**Assignment**. Copy each line of the records that includes "case".

[Entries taken from a collection]
//! Local weight store: one JSON object per line, oldest first.
//!
//! Appends go straight to the end of the file. Pruning rewrites the whole
//! file through `write_atomic`, so a crash mid-prune leaves the old file.

use std::fs::{self, OpenOptions};
use std::io::{BufRead, BufReader, Write};
use std::path::{Path, PathBuf};
use std::sync::Mutex;

use chrono::{DateTime, Utc};
use serde::{Deserialize, Serialize};
use weigher_traits::{BoxError, LatestRecord, WeightSink};

use crate::atomic::write_atomic;
use crate::error::{Result, StoreError};

/// One stored reading.
#[derive(Debug, Clone, PartialEq, Serialize, Deserialize)]
pub struct StoredRecord {
    pub id: u64,
    pub weight: i32,
    pub source_id: String,
    pub group_id: String,
    pub recorded_at: DateTime<Utc>,
}

impl StoredRecord {
    fn matches(&self, source_id: &str, group_id: &str) -> bool {
        (source_id.is_empty() || self.source_id == source_id)
            && (group_id.is_empty() || self.group_id == group_id)
    }
}

pub struct JsonlStore {
    path: PathBuf,
    // next id; the lock also serializes every file access
    next_id: Mutex<u64>,
}

impl JsonlStore {
    /// Open (creating if needed) the store at `path`.
    pub fn open(path: impl Into<PathBuf>) -> Result<Self> {
        let path = path.into();
        if let Some(dir) = path.parent()
            && !dir.as_os_str().is_empty()
        {
            fs::create_dir_all(dir)?;
        }
        OpenOptions::new().create(true).append(true).open(&path)?;
        let next_id = read_records(&path)?
            .iter()
            .map(|r| r.id)
            .max()
            .map_or(1, |m| m + 1);
        tracing::debug!(path = %path.display(), next_id, "weight store opened");
        Ok(Self {
            path,
            next_id: Mutex::new(next_id),
        })
    }

    pub fn path(&self) -> &Path {
        &self.path
    }

    fn lock(&self) -> std::sync::MutexGuard<'_, u64> {
        self.next_id
            .lock()
            .unwrap_or_else(std::sync::PoisonError::into_inner)
    }

    /// Append a reading; negative weights are refused.
    pub fn append(&self, weight: i32, source_id: &str, group_id: &str) -> Result<StoredRecord> {
        if weight < 0 {
            return Err(StoreError::NegativeWeight(weight));
        }
        let mut next_id = self.lock();
        let rec = StoredRecord {
            id: *next_id,
            weight,
            source_id: source_id.to_owned(),
            group_id: group_id.to_owned(),
            recorded_at: Utc::now(),
        };
        let mut line = serde_json::to_vec(&rec)?;
        line.push(b'\n');
        let mut f = OpenOptions::new().append(true).open(&self.path)?;
        f.write_all(&line)?;
        f.flush()?;
        *next_id += 1;
        Ok(rec)
    }

    /// Newest record for the station; an empty filter matches anything.
    pub fn newest(&self, source_id: &str, group_id: &str) -> Result<Option<StoredRecord>> {
        let _g = self.lock();
        Ok(read_records(&self.path)?
            .into_iter()
            .rev()
            .find(|r| r.matches(source_id, group_id)))
    }

    pub fn len(&self) -> Result<usize> {
        let _g = self.lock();
        Ok(read_records(&self.path)?.len())
    }

    pub fn is_empty(&self) -> Result<bool> {
        Ok(self.len()? == 0)
    }

    /// Keep only the newest `keep` records; returns how many were removed.
    pub fn prune_to(&self, keep: usize) -> Result<usize> {
        let _g = self.lock();
        let records = read_records(&self.path)?;
        let excess = records.len().saturating_sub(keep);
        if excess == 0 {
            return Ok(0);
        }
        let mut out = Vec::new();
        for rec in &records[excess..] {
            serde_json::to_writer(&mut out, rec)?;
            out.push(b'\n');
        }
        write_atomic(&self.path, &out)?;
        Ok(excess)
    }
}

fn read_records(path: &Path) -> Result<Vec<StoredRecord>> {
    let f = match fs::File::open(path) {
        Ok(f) => f,
        Err(e) if e.kind() == std::io::ErrorKind::NotFound => return Ok(Vec::new()),
        Err(e) => return Err(e.into()),
    };
    let mut out = Vec::new();
    for (lineno, line) in BufReader::new(f).lines().enumerate() {
        let line = line?;
        if line.trim().is_empty() {
            continue;
        }
        match serde_json::from_str::<StoredRecord>(&line) {
            Ok(r) => out.push(r),
            Err(e) => tracing::warn!(
                path = %path.display(),
                line = lineno + 1,
                error = %e,
                "skipping unreadable store line"
            ),
        }
    }
    Ok(out)
}

impl WeightSink for JsonlStore {
    fn record(&self, weight: i32, source_id: &str, group_id: &str) -> std::result::Result<(), BoxError> {
        self.append(weight, source_id, group_id)?;
        Ok(())
    }

    fn latest(&self, source_id: &str, group_id: &str) -> std::result::Result<Option<f64>, BoxError> {
        Ok(self.newest(source_id, group_id)?.map(|r| f64::from(r.weight)))
    }

    fn latest_record(
        &self,
        source_id: &str,
        group_id: &str,
    ) -> std::result::Result<Option<LatestRecord>, BoxError> {
        Ok(self.newest(source_id, group_id)?.map(|r| LatestRecord {
            id: Some(r.id),
            weight: f64::from(r.weight),
            source_id: r.source_id,
            group_id: r.group_id,
            recorded_at: Some(r.recorded_at.to_rfc3339()),
        }))
    }

    fn prune(&self, keep: usize) -> std::result::Result<usize, BoxError> {
        Ok(self.prune_to(keep)?)
    }
}

#[cfg(test)]
mod tests {
    use super::*;
    use rstest::rstest;

    fn store() -> (tempfile::TempDir, JsonlStore) {
        let dir = tempfile::tempdir().unwrap();
        let s = JsonlStore::open(dir.path().join("db").join("weights.jsonl")).unwrap();
        (dir, s)
    }

    #[test]
    fn open_creates_parent_directories() {
        let (dir, s) = store();
        assert!(dir.path().join("db").is_dir());
        assert!(s.path().exists());
        assert!(s.is_empty().unwrap());
    }

    #[test]
    fn negative_weights_are_refused() {
        let (_d, s) = store();
        assert!(matches!(
            s.append(-1, "PC-1", "SITE"),
            Err(StoreError::NegativeWeight(-1))
        ));
        assert!(s.is_empty().unwrap());
    }

    #[rstest]
    #[case("PC-1", "SITE", Some(30))]
    #[case("PC-2", "SITE", Some(20))]
    #[case("", "SITE", Some(30))]
    #[case("", "", Some(40))]
    #[case("PC-3", "", None)]
    fn latest_filters(#[case] src: &str, #[case] grp: &str, #[case] expected: Option<i32>) {
        let (_d, s) = store();
        s.append(10, "PC-1", "SITE").unwrap();
        s.append(20, "PC-2", "SITE").unwrap();
        s.append(30, "PC-1", "SITE").unwrap();
        s.append(40, "PC-1", "OTHER").unwrap();
        assert_eq!(s.newest(src, grp).unwrap().map(|r| r.weight), expected);
    }

    #[test]
    fn latest_record_carries_id_and_timestamp() {
        let (_d, s) = store();
        s.append(10, "PC-1", "SITE").unwrap();
        let stored = s.append(25, "PC-2", "SITE").unwrap();
        let row = WeightSink::latest_record(&s, "", "SITE").unwrap().unwrap();
        assert_eq!(row.id, Some(stored.id));
        assert_eq!(row.weight, 25.0);
        assert_eq!(row.source_id, "PC-2");
        let at = DateTime::parse_from_rfc3339(row.recorded_at.as_deref().unwrap()).unwrap();
        assert_eq!(at.with_timezone(&Utc), stored.recorded_at);
    }

    #[test]
    fn ids_continue_after_reopen() {
        let dir = tempfile::tempdir().unwrap();
        let p = dir.path().join("w.jsonl");
        {
            let s = JsonlStore::open(&p).unwrap();
            s.append(1, "a", "b").unwrap();
            s.append(2, "a", "b").unwrap();
        }
        let s = JsonlStore::open(&p).unwrap();
        assert_eq!(s.append(3, "a", "b").unwrap().id, 3);
    }

    #[test]
    fn prune_keeps_newest() {
        let (_d, s) = store();
        for w in 0..8 {
            s.append(w, "PC-1", "SITE").unwrap();
        }
        assert_eq!(s.prune_to(5).unwrap(), 3);
        assert_eq!(s.len().unwrap(), 5);
        assert_eq!(s.newest("", "").unwrap().unwrap().weight, 7);
        assert_eq!(s.prune_to(5).unwrap(), 0);
    }

    #[test]
    fn corrupt_lines_are_skipped() {
        let (_d, s) = store();
        s.append(5, "PC-1", "SITE").unwrap();
        let mut f = OpenOptions::new().append(true).open(s.path()).unwrap();
        f.write_all(b"{not json\n").unwrap();
        assert_eq!(s.len().unwrap(), 1);
        s.append(6, "PC-1", "SITE").unwrap();
        assert_eq!(s.latest("PC-1", "SITE").unwrap(), Some(6.0));
    }
}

**Written solution**.
    #[case("PC-1", "SITE", Some(30))]
    #[case("PC-2", "SITE", Some(20))]
    #[case("", "SITE", Some(30))]
    #[case("", "", Some(40))]
    #[case("PC-3", "", None)]
    fn latest_filters(#[case] src: &str, #[case] grp: &str, #[case] expected: Option<i32>) {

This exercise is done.